2) When there are challenges at the core, or there are just general difficulties and priorities to do other things then resources will get pulled from breakthrough innovation efforts.
3) Leadership tends to get impatient with the incubation and development period that these growth efforts take. So leadership teams themselves just suffer from being very short-sighted and short-term-ism, the importance of profitability over sustainability.
There are all these incentives and biases that crop up in the way that further break these things down.”
In response to these challenges Mark formalized a way of thinking that can help leaders overcome these barriers and stay relevant. We need to move away from how we traditionally think about vision statements, strategy and long term planning and start leading from the future.
How Companies Normally Think About the Future and Why it Needs to Change
Traditionally when trying to plan for the future companies have used what has been termed as a “present forward mindset.” What does that mindset look like? Mark says, “basically you take the existing structure and processes and rules and norms of today and you put that within a business, and you try to continue to extend that forward by both incremental and breakthrough innovations that are tied towards improvement of the core. And there’s nothing wrong with that, in fact, organizations do need to operate and execute, they need to continue to do product development, they need to drive marketing and R&D for the sake of continuing to serve the current set of customers or consumers, that is something that needs to move forward. But the challenge is, if that’s all that you do, you’re making this huge assumption that businesses can be extended out indefinitely over time, and as we know, if you take the horizon far enough, there’s likely to be severe commoditization to a business or real disruption, things that create discontinuities just like in the crisis today.”What mindset does Mark suggest we move to? He termed it “future back,” where you look out to the future (about 5-10 years) to develop your vision and you work your way back to present day to see what strategy you need to put in place to get there. How far you look into the future will vary from company to company, so it is important that you and your team work together to come up with the appropriate time horizon for your type of business.
No matter how far you look out, one important thing to note, you cannot come up with a future picture and a long term plan and think that’s it. Companies who either come up with this plan once and never revisit it, or who think they can come up with one plan and keep their heads down for several years getting there are not going to succeed.
Use this long term goal as a north star that gives hope and inspiration, but you have to bring that narrative to life by revisiting it often, be in the mode for learning, experiment with different things. It has to be able to be adjusted as time goes on as the rest of the world changes.
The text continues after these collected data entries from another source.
#[cfg(test)]
mod tests {
    use super::*;

    fn v4(a: u8, b: u8, c: u8, d: u8) -> [u8; 4] {
        [a, b, c, d]
    }

    fn rule(cidr: &str) -> FirewallRule {
        cidr.parse().unwrap()
    }

    #[test]
    fn test_rule_from_cidr() {
        let r = rule("10.0.0.0/8");
        assert_eq!(r.network, 0x0A00_0000);
        assert_eq!(r.mask, 0xFF00_0000);
        assert!(r.matches(u32::from(Ipv4Addr::new(10, 1, 2, 3))));
        assert!(!r.matches(u32::from(Ipv4Addr::new(11, 1, 2, 3))));
    }

    #[test]
    fn test_rule_bare_address_is_slash_32() {
        let r = rule("127.0.0.1");
        assert!(r.matches(u32::from(Ipv4Addr::new(127, 0, 0, 1))));
        assert!(!r.matches(u32::from(Ipv4Addr::new(127, 0, 0, 2))));
    }

    #[test]
    fn test_rule_zero_prefix_matches_everything() {
        let r = rule("0.0.0.0/0");
        assert!(r.matches(u32::from(Ipv4Addr::new(8, 8, 8, 8))));
        assert!(r.matches(u32::from(Ipv4Addr::new(255, 255, 255, 255))));
    }

    #[test]
    fn test_rule_parse_errors() {
        assert!("10.0.0.0/33".parse::<FirewallRule>().is_err());
        assert!("not-an-ip/8".parse::<FirewallRule>().is_err());
        assert!("10.0.0.0/x".parse::<FirewallRule>().is_err());
    }

    #[test]
    fn test_network_is_masked_on_construction() {
        let r = rule("10.1.2.3/8");
        assert_eq!(r.network, 0x0A00_0000);
    }

    #[test]
    fn test_public_address_empty_tables_allowed() {
        let fw = FirewallConfig::new();
        let verdict = fw.evaluate(&v4(8, 8, 8, 8), 53, Transport::Udp, 1);
        assert_eq!(verdict, Verdict::Allowed);
    }

    #[test]
    fn test_private_address_empty_tables_denied() {
        let fw = FirewallConfig::new();
        for addr in [
            v4(10, 0, 0, 1),
            v4(172, 16, 0, 1),
            v4(192, 168, 1, 1),
            v4(169, 254, 0, 1),
            v4(127, 0, 0, 1), // loopback is LAN-classified
        ] {
            assert_eq!(
                fw.evaluate(&addr, 80, Transport::Tcp, 1),
                Verdict::Denied,
                "expected deny for {:?}",
                addr
            );
        }
    }

    #[test]
    fn test_broadcast_and_multicast_denied_by_default() {
        let fw = FirewallConfig::new();
        assert_eq!(
            fw.evaluate(&v4(255, 255, 255, 255), 67, Transport::Udp, 1),
            Verdict::Denied
        );
        assert_eq!(
            fw.evaluate(&v4(224, 0, 0, 251), 5353, Transport::Udp, 1),
            Verdict::Denied
        );
    }

    #[test]
    fn test_lan_address_with_matching_allow_rule() {
        let mut fw = FirewallConfig::new();
        fw.add_allow(FirewallKey::new(80, Transport::Tcp, 1), rule("127.0.0.1/32"));

        assert_eq!(
            fw.evaluate(&v4(127, 0, 0, 1), 80, Transport::Tcp, 1),
            Verdict::Allowed
        );
        // Different port: the allow key does not apply
        assert_eq!(
            fw.evaluate(&v4(127, 0, 0, 1), 81, Transport::Tcp, 1),
            Verdict::Denied
        );
        // Different transport
        assert_eq!(
            fw.evaluate(&v4(127, 0, 0, 1), 80, Transport::Udp, 1),
            Verdict::Denied
        );
    }

    #[test]
    fn test_deny_rule_matches_public_address() {
        let mut fw = FirewallConfig::new();
        fw.add_deny(FirewallKey::new(0, Transport::Tcp, 0), rule("8.8.8.0/24"));

        assert_eq!(
            fw.evaluate(&v4(8, 8, 8, 8), 443, Transport::Tcp, 2),
            Verdict::Denied
        );
        assert_eq!(
            fw.evaluate(&v4(8, 8, 4, 4), 443, Transport::Tcp, 2),
            Verdict::Allowed
        );
    }

    #[test]
    fn test_deny_takes_precedence_over_allow() {
        let mut fw = FirewallConfig::new();
        let key = FirewallKey::new(0, Transport::Tcp, 0);
        fw.add_allow(key, rule("192.168.0.0/16"));
        fw.add_deny(key, rule("192.168.1.0/24"));

        assert_eq!(
            fw.evaluate(&v4(192, 168, 1, 10), 80, Transport::Tcp, 1),
            Verdict::Denied
        );
        // Outside the denied block the allow list still applies
        assert_eq!(
            fw.evaluate(&v4(192, 168, 2, 10), 80, Transport::Tcp, 1),
            Verdict::Allowed
        );
    }

    #[test]
    fn test_key_lookup_order_first_found_wins() {
        // The fully wildcarded key is probed first. If it holds a rule set
        // that does not match, more specific sets are never consulted.
        let mut fw = FirewallConfig::new();
        fw.add_deny(FirewallKey::new(0, Transport::Tcp, 0), rule("1.2.3.4/32"));
        fw.add_deny(FirewallKey::new(443, Transport::Tcp, 7), rule("8.8.8.8/32"));

        assert_eq!(
            fw.evaluate(&v4(8, 8, 8, 8), 443, Transport::Tcp, 7),
            Verdict::Allowed
        );
    }

    #[test]
    fn test_plugin_scoped_allow_found_when_no_wildcard_set() {
        let mut fw = FirewallConfig::new();
        fw.add_allow(
            FirewallKey::new(0, Transport::Udp, 3),
            rule("192.168.0.0/16"),
        );

        assert_eq!(
            fw.evaluate(&v4(192, 168, 5, 5), 1234, Transport::Udp, 3),
            Verdict::Allowed
        );
        // Other plugins find no rule set and stay denied
        assert_eq!(
            fw.evaluate(&v4(192, 168, 5, 5), 1234, Transport::Udp, 4),
            Verdict::Denied
        );
    }

    #[test]
    fn test_evaluation_is_deterministic() {
        let mut fw = FirewallConfig::new();
        fw.add_deny(FirewallKey::new(0, Transport::Tcp, 0), rule("8.0.0.0/8"));
        fw.add_allow(FirewallKey::new(0, Transport::Tcp, 0), rule("10.0.0.0/8"));

        for _ in 0..10 {
            assert_eq!(
                fw.evaluate(&v4(8, 8, 8, 8), 80, Transport::Tcp, 1),
                Verdict::Denied
            );
            assert_eq!(
                fw.evaluate(&v4(10, 0, 0, 1), 80, Transport::Tcp, 1),
                Verdict::Allowed
            );
            assert_eq!(
                fw.evaluate(&v4(1, 1, 1, 1), 80, Transport::Tcp, 1),
                Verdict::Allowed
            );
        }
    }

    #[test]
    fn test_ipv6_special_ranges() {
        let fw = FirewallConfig::new();

        assert_eq!(fw.evaluate(&IPV6_LOOPBACK, 80, Transport::Tcp, 1), Verdict::Denied);
        assert_eq!(fw.evaluate(&IPV6_MULTICAST, 80, Transport::Udp, 1), Verdict::Denied);

        // Link-local: only the first two bytes are compared
        let mut link_local = [0u8; 16];
        link_local[0] = 0xFE;
        link_local[1] = 0x80;
        link_local[15] = 0x01;
        assert_eq!(fw.evaluate(&link_local, 80, Transport::Tcp, 1), Verdict::Denied);

        // fe81:: falls outside the literal two-byte comparison
        let mut outside = link_local;
        outside[1] = 0x81;
        assert_eq!(fw.evaluate(&outside, 80, Transport::Tcp, 1), Verdict::Allowed);

        // Global unicast passes
        let mut global = [0u8; 16];
        global[0] = 0x20;
        global[1] = 0x01;
        assert_eq!(fw.evaluate(&global, 80, Transport::Tcp, 1), Verdict::Allowed);
    }

    #[test]
    fn test_ipv6_ignores_tables() {
        // Even a universal deny rule has no effect on the IPv6 path.
        let mut fw = FirewallConfig::new();
        fw.add_deny(FirewallKey::new(0, Transport::Tcp, 0), rule("0.0.0.0/0"));

        let mut global = [0u8; 16];
        global[0] = 0x20;
        assert_eq!(fw.evaluate(&global, 80, Transport::Tcp, 1), Verdict::Allowed);
    }

    #[test]
    fn test_non_ip_lengths_pass_through() {
        let mut fw = FirewallConfig::new();
        fw.add_deny(FirewallKey::new(0, Transport::Tcp, 0), rule("0.0.0.0/0"));

        assert_eq!(fw.evaluate(&[], 80, Transport::Tcp, 1), Verdict::Allowed);
        assert_eq!(fw.evaluate(&[1, 2, 3], 80, Transport::Tcp, 1), Verdict::Allowed);
        assert_eq!(
            fw.evaluate(&[0u8; 10], 80, Transport::Tcp, 1),
            Verdict::Allowed
        );
    }

    #[test]
    fn test_is_lan_and_is_broadcast() {
        assert!(is_lan(Ipv4Addr::new(10, 1, 1, 1)));
        assert!(is_lan(Ipv4Addr::new(172, 31, 0, 1)));
        assert!(is_lan(Ipv4Addr::new(127, 0, 0, 1)));
        assert!(!is_lan(Ipv4Addr::new(172, 32, 0, 1)));
        assert!(!is_lan(Ipv4Addr::new(8, 8, 8, 8)));

        assert!(is_broadcast(Ipv4Addr::new(239, 255, 255, 250)));
        assert!(is_broadcast(Ipv4Addr::new(255, 255, 255, 255)));
        assert!(!is_broadcast(Ipv4Addr::new(8, 8, 8, 8)));
    }
}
How to Implement Future Back Thinking in Three Phases
In his book (and in our discussion), Mark shares the three phases we go through to implement future back thinking. They are:
1) Develop an inspiring vision: This is not your typical 1-2 sentence vision statement. It’s about developing a clear-eyed view about what the next 5-10 years look like for the world and then for your specific company
2) Translate it into a clear strategy: If vision is about being a storyteller, then strategy is about becoming an engineer. After creating inspiration, hope, and purpose behind what the organization wants to achieve you have to translate that into something tangible that you can act on
3) Prepare for and manage its implementation: This step is about implementation and milestones, but a huge piece of this is also about setting the organization up for success. You have to have the right leaders in place and you have to carve out the resources (and keep them carved out) needed.
What Non-Leaders Can Do to Move Their Company to Future Back Thinking
If you are not a leader inside of your organization is there a way you can help push your team to start using future back thinking? Mark says, “I think we all have an opportunity to spread language and a way of thinking, and hopefully, leadership will pick up on that. I think reinforcing the importance based on case examples of visionary organizations that are able to… Be able to inspire the organization and then practically think of ways to anticipate alternative paths in the short-term, like what we do in the COVID crisis. And then do not think of anything as one and done, but remain agile and willing to pivot and that think in the sense of humility as being behind learning and learning being behind innovation. All of this, I think, by language alone and principles can turn an organization, and it’s not just leadership that can do that, people everywhere can influence by what they say and what they talk about.”